_Required action_: If a line in the listing includes the word "version", copy it out.

_Data for the task_:
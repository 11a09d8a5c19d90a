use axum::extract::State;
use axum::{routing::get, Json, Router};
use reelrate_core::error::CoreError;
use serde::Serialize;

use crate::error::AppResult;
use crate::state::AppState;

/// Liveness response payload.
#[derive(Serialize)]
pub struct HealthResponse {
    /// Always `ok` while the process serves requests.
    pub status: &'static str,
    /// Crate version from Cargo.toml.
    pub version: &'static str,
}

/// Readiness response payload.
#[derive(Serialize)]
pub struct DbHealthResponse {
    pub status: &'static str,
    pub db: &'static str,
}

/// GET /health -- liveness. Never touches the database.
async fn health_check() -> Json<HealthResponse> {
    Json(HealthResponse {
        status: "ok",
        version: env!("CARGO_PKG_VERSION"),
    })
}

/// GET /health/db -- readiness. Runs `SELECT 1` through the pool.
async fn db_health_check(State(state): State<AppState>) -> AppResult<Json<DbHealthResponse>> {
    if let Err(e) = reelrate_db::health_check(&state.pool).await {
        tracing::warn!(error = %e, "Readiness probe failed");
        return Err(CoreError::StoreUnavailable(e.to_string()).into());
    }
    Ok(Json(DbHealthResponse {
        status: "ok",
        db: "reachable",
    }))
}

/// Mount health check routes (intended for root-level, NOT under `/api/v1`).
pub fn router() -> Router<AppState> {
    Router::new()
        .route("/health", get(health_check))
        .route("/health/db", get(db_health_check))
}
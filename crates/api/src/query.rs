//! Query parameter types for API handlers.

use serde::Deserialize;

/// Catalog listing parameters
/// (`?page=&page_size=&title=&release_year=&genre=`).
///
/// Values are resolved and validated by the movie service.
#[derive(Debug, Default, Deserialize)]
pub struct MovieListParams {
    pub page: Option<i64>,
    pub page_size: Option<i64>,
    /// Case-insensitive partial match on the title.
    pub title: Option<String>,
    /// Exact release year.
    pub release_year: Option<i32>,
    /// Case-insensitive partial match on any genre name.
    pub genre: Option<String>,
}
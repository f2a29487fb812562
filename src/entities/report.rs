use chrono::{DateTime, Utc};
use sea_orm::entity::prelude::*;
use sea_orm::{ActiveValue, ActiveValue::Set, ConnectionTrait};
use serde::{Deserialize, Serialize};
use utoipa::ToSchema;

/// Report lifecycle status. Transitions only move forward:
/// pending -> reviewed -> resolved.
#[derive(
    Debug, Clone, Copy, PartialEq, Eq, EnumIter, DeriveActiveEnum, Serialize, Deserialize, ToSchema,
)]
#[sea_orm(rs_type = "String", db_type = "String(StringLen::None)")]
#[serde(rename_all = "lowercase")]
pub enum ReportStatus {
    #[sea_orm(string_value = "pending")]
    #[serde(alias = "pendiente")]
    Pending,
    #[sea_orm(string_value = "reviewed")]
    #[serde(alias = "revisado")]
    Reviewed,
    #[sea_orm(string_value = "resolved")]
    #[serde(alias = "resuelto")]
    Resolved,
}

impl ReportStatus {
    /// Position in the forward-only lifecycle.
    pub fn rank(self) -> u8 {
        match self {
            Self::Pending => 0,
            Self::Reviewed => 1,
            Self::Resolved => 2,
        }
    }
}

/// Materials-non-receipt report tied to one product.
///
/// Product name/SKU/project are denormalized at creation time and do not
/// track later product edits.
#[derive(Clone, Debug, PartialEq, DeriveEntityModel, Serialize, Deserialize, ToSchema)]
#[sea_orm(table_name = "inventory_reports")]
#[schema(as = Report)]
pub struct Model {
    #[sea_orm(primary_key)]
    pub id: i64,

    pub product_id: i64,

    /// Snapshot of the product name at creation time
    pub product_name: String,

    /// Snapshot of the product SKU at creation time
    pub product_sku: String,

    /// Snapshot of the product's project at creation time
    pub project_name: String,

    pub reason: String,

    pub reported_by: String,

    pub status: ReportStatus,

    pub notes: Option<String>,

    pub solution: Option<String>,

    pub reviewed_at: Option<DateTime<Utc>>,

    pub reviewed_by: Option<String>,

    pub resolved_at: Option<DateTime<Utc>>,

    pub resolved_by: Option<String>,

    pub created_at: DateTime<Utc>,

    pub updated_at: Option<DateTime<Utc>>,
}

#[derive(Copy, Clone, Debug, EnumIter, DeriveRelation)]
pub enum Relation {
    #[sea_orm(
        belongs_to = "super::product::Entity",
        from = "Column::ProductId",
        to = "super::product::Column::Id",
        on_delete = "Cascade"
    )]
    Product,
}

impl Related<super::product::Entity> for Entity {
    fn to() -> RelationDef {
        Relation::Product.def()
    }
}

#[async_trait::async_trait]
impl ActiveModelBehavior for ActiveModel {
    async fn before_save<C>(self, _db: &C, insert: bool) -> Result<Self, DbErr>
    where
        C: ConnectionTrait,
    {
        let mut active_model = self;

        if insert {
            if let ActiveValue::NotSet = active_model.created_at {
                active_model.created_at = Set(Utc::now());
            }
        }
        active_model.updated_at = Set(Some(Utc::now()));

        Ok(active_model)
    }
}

_Written solution_:
    /// Crate version from Cargo.toml.
    pub version: &'static str,
        version: env!("CARGO_PKG_VERSION"),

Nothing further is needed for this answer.